- Born: Ricardo Carballada April 24, 1929 Buffalo, New York
- Died: March 25, 2021 (aged 91) Williamsville, New York
- Occupation: Broadcaster
- Years active: 1958–early 2010s
- Employer: WKBW-TV
- Children: 4

= Rick Azar =

American sportscaster (1929–2021)

Ricardo Carballada (April 24, 1929 – March 25, 2021), known professionally as Rick Azar, was an American broadcaster who spent 31 years at WKBW-TV in Buffalo, New York.

== WKBW-TV career ==
Azar began his career at WHLD and WUSJ, the radio stations in Niagara County, New York; it was at WUSJ that Azar, then known as Dick Corey, was first co-employed with Tom Jolls. Prior to coming to WKBW, Azar was an actor and musician in New York City, as well as a staff announcer for NBC in New York, leaving New York City after failing to secure long-term employment there.

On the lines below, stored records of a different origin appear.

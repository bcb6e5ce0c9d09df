//! Forwarding relay streams to a local TCP service

use edgeturn_mux::MuxStream;
use edgeturn_transport::{bridge, IoStream, PumpConfig};
use tokio::net::TcpStream;
use tracing::{debug, info, warn};

use crate::connector::AgentSession;

/// Bridges every stream of a session to a fresh connection to `target`
#[derive(Debug, Clone)]
pub struct TcpForwarder {
    target: String,
    pump: PumpConfig,
}

impl TcpForwarder {
    pub fn new(target: impl Into<String>) -> Self {
        Self {
            target: target.into(),
            pump: PumpConfig::default(),
        }
    }

    pub fn with_pump_config(mut self, pump: PumpConfig) -> Self {
        self.pump = pump;
        self
    }

    /// Serve streams until the session ends
    pub async fn serve(&self, session: &AgentSession) {
        info!("Forwarding client streams to {}", self.target);

        while let Ok(stream) = session.accept_stream().await {
            let forwarder = self.clone();
            tokio::spawn(async move { forwarder.forward(stream).await });
        }

        debug!("Session ended, forwarder for {} stopped", self.target);
    }

    async fn forward(&self, stream: MuxStream) {
        let stream_id = stream.id();
        let target = match TcpStream::connect(&self.target).await {
            Ok(target) => target,
            Err(e) => {
                // Dropping the stream resets it on the relay side
                warn!(
                    "Stream {}: failed to connect to {}: {}",
                    stream_id, self.target, e
                );
                return;
            }
        };
        let _ = target.set_nodelay(true);

        let stats = bridge(IoStream::new(stream), IoStream::new(target), &self.pump).await;
        debug!(
            "Stream {} to {} finished: {} bytes in, {} bytes out",
            stream_id, self.target, stats.a_to_b, stats.b_to_a
        );
    }
}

Azar did not become sports director at WKBW until 1965, when the station's original sports director, Stan Barron, left for WBEN-TV; Irv Weinstein moved over from AM 1520 to become news director, while Jolls, then working at WBEN-TV, came over to WKBW-TV to rejoin Azar. Azar, Jolls and Weinstein held their respective positions until Azar's retirement in June 1989. Azar also hosted Buffalo Bandstand, a local franchising of American Bandstand, and on at least one occasion substitute hosted the national show in place of Dick Clark.

Azar also served as a color analyst on WKBW's (now WWKB) radio broadcast of the Buffalo Bills games, play-by-play man on the Bills preseason games televised on WKBW-TV and an intermission host on Buffalo Sabres hockey games televised in the 1970s on Ch 7. Azar also did basketball play-by-play on St. Bonaventure basketball games on Ch 7 during the Bob Lanier era. Azar was noted for his tough, blunt personality and willingness to editorialize on-air in an era when sports talk was not yet a developed medium.

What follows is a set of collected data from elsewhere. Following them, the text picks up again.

//! Backend listener tests: handshake, registration and cleanup

use edgeturn_cert::{generate_self_signed_cert, ClientTlsSettings, TlsSettings};
use edgeturn_control::SessionRegistry;
use edgeturn_proto::{read_line, write_line, ExecReqInfo, SessionInfo, MAX_HANDSHAKE_LINE};
use edgeturn_server_turn::{TurnServer, TurnServerConfig};
use edgeturn_transport::StreamAcceptor;
use rcgen::{
    BasicConstraints, CertificateParams, DnType, ExtendedKeyUsagePurpose, IsCa, KeyPair,
};
use std::net::SocketAddr;
use std::path::{Path, PathBuf};
use std::sync::Arc;
use std::time::Duration;
use tokio::io::{AsyncReadExt, AsyncWriteExt, BufReader};
use tokio::net::TcpStream;
use tokio_rustls::rustls::pki_types::ServerName;
use tokio_rustls::TlsConnector;
use tokio_util::sync::CancellationToken;

fn init_tracing() {
    let _ = tracing_subscriber::fmt()
        .with_env_filter("edgeturn=debug")
        .with_test_writer()
        .try_init();
}

fn test_config() -> TurnServerConfig {
    TurnServerConfig {
        bind_addr: "127.0.0.1:0".parse().unwrap(),
        access_port: "8443".to_string(),
        ..TurnServerConfig::default()
    }
}

async fn start(
    config: TurnServerConfig,
    acceptor: StreamAcceptor,
) -> (SocketAddr, Arc<SessionRegistry>, CancellationToken) {
    let registry = Arc::new(SessionRegistry::new());
    let server = TurnServer::bind(config, acceptor, registry.clone())
        .await
        .unwrap();
    let addr = server.local_addr().unwrap();
    let shutdown = CancellationToken::new();
    tokio::spawn(server.run(shutdown.clone()));
    (addr, registry, shutdown)
}

async fn wait_until(mut condition: impl FnMut() -> bool) {
    for _ in 0..100 {
        if condition() {
            return;
        }
        tokio::time::sleep(Duration::from_millis(50)).await;
    }
    panic!("condition not reached in time");
}

// ============================================================================
// Handshake
// ============================================================================

#[tokio::test]
async fn test_tls_shell_handshake_registers_session() {
    init_tracing();
    let dir = tempfile::tempdir().unwrap();
    let cert = generate_self_signed_cert(&["localhost"]).unwrap();
    let (cert_path, key_path) = cert.save_to_dir(dir.path()).unwrap();

    let server_tls = TlsSettings::new(&cert_path, &key_path)
        .server_config()
        .unwrap();
    let (addr, registry, _shutdown) =
        start(test_config(), StreamAcceptor::tls(Arc::new(server_tls))).await;

    let client_tls = ClientTlsSettings::default()
        .with_ca_cert(&cert_path)
        .client_config()
        .unwrap();
    let connector = TlsConnector::from(Arc::new(client_tls));
    let tcp = TcpStream::connect(addr).await.unwrap();
    let mut tls = connector
        .connect(ServerName::try_from("localhost").unwrap(), tcp)
        .await
        .unwrap();

    write_line(&mut tls, &ExecReqInfo::shell()).await.unwrap();
    let mut reader = BufReader::new(tls);
    let info: SessionInfo = read_line(&mut reader, MAX_HANDSHAKE_LINE).await.unwrap();

    assert_eq!(info.access_port, "8443");
    assert!(!info.token.is_empty());
    assert!(registry.contains(&info.token));

    // Backend goes away: the session leaves the registry
    drop(reader);
    wait_until(|| !registry.contains(&info.token)).await;
}

/// Writes a CA plus an agent certificate it signed; returns (ca, agent cert, agent key)
fn write_agent_ca(dir: &Path) -> (PathBuf, PathBuf, PathBuf) {
    let mut ca_params = CertificateParams::new(Vec::<String>::new()).unwrap();
    ca_params.is_ca = IsCa::Ca(BasicConstraints::Unconstrained);
    ca_params
        .distinguished_name
        .push(DnType::CommonName, "EdgeTurn Test Agent CA");
    let ca_key = KeyPair::generate().unwrap();
    let ca = ca_params.self_signed(&ca_key).unwrap();

    let mut agent_params = CertificateParams::new(vec!["edge-agent".to_string()]).unwrap();
    agent_params
        .distinguished_name
        .push(DnType::CommonName, "edge-agent");
    agent_params.extended_key_usages = vec![ExtendedKeyUsagePurpose::ClientAuth];
    let agent_key = KeyPair::generate().unwrap();
    let agent = agent_params.signed_by(&agent_key, &ca, &ca_key).unwrap();

    let ca_path = dir.join("agent-ca.pem");
    let cert_path = dir.join("agent.pem");
    let key_path = dir.join("agent.key");
    std::fs::write(&ca_path, ca.pem()).unwrap();
    std::fs::write(&cert_path, agent.pem()).unwrap();
    std::fs::write(&key_path, agent_key.serialize_pem()).unwrap();
    (ca_path, cert_path, key_path)
}

async fn start_mutual_tls(dir: &Path) -> (SocketAddr, Arc<SessionRegistry>, PathBuf, PathBuf, PathBuf) {
    let server_cert = generate_self_signed_cert(&["localhost"]).unwrap();
    let (server_cert_path, server_key_path) = server_cert.save_to_dir(dir).unwrap();
    let (ca_path, agent_cert, agent_key) = write_agent_ca(dir);

    let server_tls = TlsSettings::new(&server_cert_path, &server_key_path)
        .with_client_ca(&ca_path)
        .server_config()
        .unwrap();
    let (addr, registry, _shutdown) =
        start(test_config(), StreamAcceptor::tls(Arc::new(server_tls))).await;
    (addr, registry, server_cert_path, agent_cert, agent_key)
}

/// Full TLS handshake plus request; `None` when the relay refused the agent
async fn tls_handshake(
    addr: SocketAddr,
    client: ClientTlsSettings,
) -> Option<(BufReader<tokio_rustls::client::TlsStream<TcpStream>>, SessionInfo)> {
    let connector = TlsConnector::from(Arc::new(client.client_config().unwrap()));
    let tcp = TcpStream::connect(addr).await.unwrap();
    let mut tls = connector
        .connect(ServerName::try_from("localhost").unwrap(), tcp)
        .await
        .ok()?;

    // With TLS 1.3 a refused client certificate surfaces on the first read
    write_line(&mut tls, &ExecReqInfo::shell()).await.ok()?;
    let mut reader = BufReader::new(tls);
    let info: SessionInfo = read_line(&mut reader, MAX_HANDSHAKE_LINE).await.ok()?;
    Some((reader, info))
}

#[tokio::test]
async fn test_mutual_tls_accepts_agent_with_signed_cert() {
    init_tracing();
    let dir = tempfile::tempdir().unwrap();
    let (addr, registry, server_cert, agent_cert, agent_key) = start_mutual_tls(dir.path()).await;

    let client = ClientTlsSettings::default()
        .with_ca_cert(&server_cert)
        .with_client_cert(&agent_cert, &agent_key);
    let (_backend, info) = tls_handshake(addr, client)
        .await
        .expect("agent with a CA-signed certificate was refused");

    assert!(registry.contains(&info.token));
}

#[tokio::test]
async fn test_mutual_tls_refuses_agent_without_cert() {
    init_tracing();
    let dir = tempfile::tempdir().unwrap();
    let (addr, registry, server_cert, _agent_cert, _agent_key) =
        start_mutual_tls(dir.path()).await;

    let client = ClientTlsSettings::default().with_ca_cert(&server_cert);
    let outcome = tokio::time::timeout(Duration::from_secs(5), tls_handshake(addr, client))
        .await
        .expect("refused agent was left hanging");

    assert!(outcome.is_none());
    tokio::time::sleep(Duration::from_millis(100)).await;
    assert!(registry.is_empty());
}

#[tokio::test]
async fn test_mutual_tls_refuses_cert_from_other_issuer() {
    init_tracing();
    let dir = tempfile::tempdir().unwrap();
    let (addr, registry, server_cert, _agent_cert, _agent_key) =
        start_mutual_tls(dir.path()).await;

    let other = tempfile::tempdir().unwrap();
    let (_other_ca, stray_cert, stray_key) = write_agent_ca(other.path());
    let client = ClientTlsSettings::default()
        .with_ca_cert(&server_cert)
        .with_client_cert(&stray_cert, &stray_key);
    let outcome = tokio::time::timeout(Duration::from_secs(5), tls_handshake(addr, client))
        .await
        .expect("refused agent was left hanging");

    assert!(outcome.is_none());
    tokio::time::sleep(Duration::from_millis(100)).await;
    assert!(registry.is_empty());
}

#[tokio::test]
async fn test_malformed_request_registers_nothing() {
    init_tracing();
    let (addr, registry, _shutdown) = start(test_config(), StreamAcceptor::Plain).await;

    let mut stream = TcpStream::connect(addr).await.unwrap();
    stream.write_all(b"{\"Type\":\"teleport\"}\n").await.unwrap();

    let mut buf = Vec::new();
    let n = stream.read_to_end(&mut buf).await.unwrap_or(0);
    assert_eq!(n, 0, "no reply expected for a rejected handshake");
    assert!(registry.is_empty());
}

#[tokio::test]
async fn test_console_without_init_url_rejected() {
    init_tracing();
    let (addr, registry, _shutdown) = start(test_config(), StreamAcceptor::Plain).await;

    let mut stream = TcpStream::connect(addr).await.unwrap();
    stream.write_all(b"{\"Type\":\"console\"}\n").await.unwrap();

    let mut buf = Vec::new();
    let _ = stream.read_to_end(&mut buf).await;
    assert!(buf.is_empty());
    assert!(registry.is_empty());
}

#[tokio::test]
async fn test_stalled_handshake_times_out() {
    init_tracing();
    let config = TurnServerConfig {
        handshake_timeout: Duration::from_millis(200),
        ..test_config()
    };
    let (addr, registry, _shutdown) = start(config, StreamAcceptor::Plain).await;

    let mut stream = TcpStream::connect(addr).await.unwrap();
    // Half a request, then silence
    stream.write_all(b"{\"Type\":").await.unwrap();

    let mut buf = Vec::new();
    let closed = tokio::time::timeout(Duration::from_secs(5), stream.read_to_end(&mut buf)).await;
    assert!(closed.is_ok(), "server kept a stalled handshake open");
    assert!(registry.is_empty());
}

// ============================================================================
// Session lifetime
// ============================================================================

async fn plain_handshake(addr: SocketAddr, request: &ExecReqInfo) -> (BufReader<TcpStream>, SessionInfo) {
    let mut stream = TcpStream::connect(addr).await.unwrap();
    write_line(&mut stream, request).await.unwrap();
    let mut reader = BufReader::new(stream);
    let info: SessionInfo = read_line(&mut reader, MAX_HANDSHAKE_LINE).await.unwrap();
    (reader, info)
}

#[tokio::test]
async fn test_unclaimed_shell_session_expires() {
    init_tracing();
    let config = TurnServerConfig {
        shell_claim_timeout: Duration::from_millis(300),
        ..test_config()
    };
    let (addr, registry, _shutdown) = start(config, StreamAcceptor::Plain).await;

    let (mut backend, info) = plain_handshake(addr, &ExecReqInfo::shell()).await;
    assert!(registry.contains(&info.token));

    wait_until(|| !registry.contains(&info.token)).await;

    // The backend connection is closed along with the session
    let mut buf = Vec::new();
    let read = tokio::time::timeout(Duration::from_secs(5), backend.read_to_end(&mut buf)).await;
    assert!(read.is_ok());
}

#[tokio::test]
async fn test_console_session_ttl() {
    init_tracing();
    let config = TurnServerConfig {
        console_ttl: Duration::from_millis(300),
        ..test_config()
    };
    let (addr, registry, _shutdown) = start(config, StreamAcceptor::Plain).await;

    let request = ExecReqInfo::console("http://127.0.0.1:6080/vnc.html".parse().unwrap());
    let (_backend, info) = plain_handshake(addr, &request).await;
    assert!(registry.contains(&info.token));

    wait_until(|| !registry.contains(&info.token)).await;
}

#[tokio::test]
async fn test_tokens_differ_per_backend() {
    init_tracing();
    let (addr, registry, _shutdown) = start(test_config(), StreamAcceptor::Plain).await;

    let (_a, first) = plain_handshake(addr, &ExecReqInfo::shell()).await;
    let (_b, second) = plain_handshake(addr, &ExecReqInfo::shell()).await;

    assert_ne!(first.token, second.token);
    assert_eq!(registry.len(), 2);
}

#[tokio::test]
async fn test_shutdown_closes_sessions() {
    init_tracing();
    let (addr, registry, shutdown) = start(test_config(), StreamAcceptor::Plain).await;

    let (_backend, info) = plain_handshake(addr, &ExecReqInfo::shell()).await;
    assert!(registry.contains(&info.token));

    shutdown.cancel();
    wait_until(|| registry.is_empty()).await;
}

Azar denied rumors that he retired from WKBW in 1989 at 60 years old because of the station's change in ownership (from Capital Cities Communications to Queen City Broadcasting) nor any contract-related disputes. He instead stated that, though he was comfortable being in the public spotlight, he did not feel an overwhelming need for it and felt that he retired at the right time. Such was Azar's popularity that one of the sports anchors hired to replace him (the unrelated Jerry Azar) was chosen specifically because his last name was also Azar.

==Personal life==
Azar was born in Buffalo but grew up in Brooklyn before returning to Buffalo at the start of World War II. Azar was a graduate of St. Joseph's Collegiate Institute and Canisius College; he chose the surname Azar as a nod to his Hispanic ancestry, as many Spaniard names ended with "-azar." His brother, Carlos Carballada, briefly served as interim mayor of Rochester, New York in 2011 and currently serves as Rochester's commissioner of community and economic development. With his wife, he had four children. He spent much of his retirement in Whispering Pines, North Carolina before returning to Buffalo in 2014.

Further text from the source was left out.